特に時間軸が複数あって、秀樹の幼少期に飛んだり、現在に戻ったり、田原夫婦の結婚前に戻ったりします。
現在と遠い過去、近い過去を行ったり来たりするんですね。
場所は、秀樹の祖父母の田舎と、都会の秀樹たちの部屋と、真琴の部屋がメインです。
構成は三章で、第一章が秀樹の視点、第二章が秀樹の妻・香奈の視点、第三章が野崎の視点で書かれています。
一方、映画のほうは時間軸は小説と似ていますが、それに加えて秀樹が幼少期の頃に会った少女が出てきます。
これがやがてアレの姿になるんですけどね。
ただ映画では、場所は主に都会に限られていましたね。
田舎のシーンはあまり出てこなかったです。
小説では解決のヒントはそこにあったのに。
あと映画では、香奈が自堕落で邪悪めいた存在になってましたね。
濡れ場は必要でしたかね?
『渇き。
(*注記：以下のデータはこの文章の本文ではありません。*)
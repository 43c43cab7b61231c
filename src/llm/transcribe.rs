//! Speech-to-text via the hosted transcription endpoint

use super::openai::OpenAiConfig;
use crate::error::{Error, Result};
use crate::http::read_text;
use reqwest::multipart::{Form, Part};
use reqwest::Client;
use serde::Deserialize;
use std::path::Path;
use std::time::Duration;
use tracing::info;

pub const WHISPER: &str = "whisper-1";

#[derive(Debug, Deserialize)]
struct TranscriptionResponse {
    text: String,
}

pub struct Transcriber {
    client: Client,
    config: OpenAiConfig,
    language: String,
}

impl Transcriber {
    /// `config.model` is the speech model; `language` an ISO-639-1 hint.
    pub fn new(config: OpenAiConfig, language: &str) -> Result<Self> {
        let client = Client::builder()
            .timeout(Duration::from_secs(config.timeout_secs))
            .build()
            .map_err(|e| Error::transport(&config.api_base, e))?;
        Ok(Self {
            client,
            config,
            language: language.to_string(),
        })
    }

    pub async fn transcribe_file(&self, path: &Path) -> Result<String> {
        let data = tokio::fs::read(path).await.map_err(|e| Error::io(path, e))?;
        let name = path
            .file_name()
            .map(|n| n.to_string_lossy().to_string())
            .unwrap_or_else(|| "audio.mp3".to_string());
        self.transcribe(&name, data).await
    }

    pub async fn transcribe(&self, file_name: &str, data: Vec<u8>) -> Result<String> {
        let url = format!(
            "{}/audio/transcriptions",
            self.config.api_base.trim_end_matches('/')
        );
        let form = Form::new()
            .text("model", self.config.model.clone())
            .text("language", self.language.clone())
            .text("response_format", "json")
            .part("file", Part::bytes(data).file_name(file_name.to_string()));

        let resp = self
            .client
            .post(&url)
            .bearer_auth(&self.config.api_key)
            .multipart(form)
            .send()
            .await
            .map_err(|e| Error::transport(&url, e))?;

        let body = read_text(&url, resp).await?;
        let parsed: TranscriptionResponse = serde_json::from_str(&body)?;
        info!("Transcript of {}: {}", file_name, parsed.text);
        Ok(parsed.text)
    }
}

#[cfg(test)]
mod tests {
    use super::*;
    use httpmock::prelude::*;

    #[tokio::test]
    async fn test_transcribe_uploads_file() {
        let server = MockServer::start();
        let mock = server.mock(|when, then| {
            when.method(POST)
                .path("/audio/transcriptions")
                .header("authorization", "Bearer sk-test")
                .body_contains("whisper-1")
                .body_contains("adam.m4a");
            then.status(200).body(r#"{"text":"Profesor Maj wykładał na uczelni."}"#);
        });

        let mut config = OpenAiConfig::new("sk-test".to_string(), WHISPER);
        config.api_base = server.base_url();
        let transcriber = Transcriber::new(config, "pl").unwrap();

        let text = transcriber
            .transcribe("adam.m4a", vec![0u8; 16])
            .await
            .unwrap();
        assert_eq!(text, "Profesor Maj wykładał na uczelni.");
        mock.assert();
    }
}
』の件を知った後なのでね、なんでもかんでも濡れ場を出さないと気がすまないのは病的な性癖なのか、加害性なのか、どっちかなと考えちゃいました。
小説のほうは最後は琴子と野崎で、ぼぎわんと戦うんですよね。
でも映画のほうは各方面から有力な霊能者を集めてたじゃないですか。
警察まで導入して道路を封鎖して、大掛かりな舞台も設置して、まるでお祭りみたいな大騒ぎですよね。
そういうところが権威主義的なニオイがして引きましたね。
言いたいことがあと10個くらいあるんですけど、長くなるのでこのへんにしておきます。

柴田理恵

映画に対してポジティブな感想もありますよ。
印象に残っているのは柴田理恵さんです。
私は黒髪で元気に笑う柴田さんしか知らなかったのでね、白髪まじりの髪でいわゆる「枯れた」ような演技をするのを見て、衝撃を受けました。
なんというか、老いた自分の魅せ方、活かし方を熟知しているんだなあと。表現者として素晴らしい方なんだなあと、しみじみしました。

3つ

最後に映画に対する3つの不満を書いて終わります。
1.原作ではアレの姿がハッキリと描写されているのに、映画ではごまかされていたこと。
今の時代なら、CGなりアニメーションなり、なんならストップモーションでもバケモノを作ることはできたでしょうに。なぜ、ぼぎわん本体を登場させることができなかったんですかね?技術の問題ですか?
2.クライマックスで、琴子とアレのバトルが描かれなかったこと。
いやいや、そこが肝心じゃないのか、この長尺で引っ張ってきて、そこのバトルを見せないと観客は納得しないんじゃないかと思ったんですよね。
少なくとも私は納得しなかったですね。
なんで最後は血が外に飛び出して終わりなんだよ、イージーすぎるだろ。
琴子が素手で勝利した理由を教えてくれないのかよ。
で、アレの血が野崎に降りかかったのに、野崎がアレに憑りつかれなかったのはなぜ?その時点でアレの妖力は無力化していたから?
3.原作にはこう書いてありました。
非科学的、超常的な分野においても、論理や理屈というものは必ず存在する。何でもアリではないのだ。
でも映画になったら、論理や理屈がすっ飛ばされて、何でもアリになっていたように見えたんですよね。なんでこうなった?

まとめ

というわけで、小説はおもしろかったけど、映画はなんじゃこりゃってかんじでした。
小説『ぼぎわんが、来る』は続編があるので、次は『ずうのめ人形』を読んでみようと思います。
あと、中谷美紀を恫喝するやつは許さないです。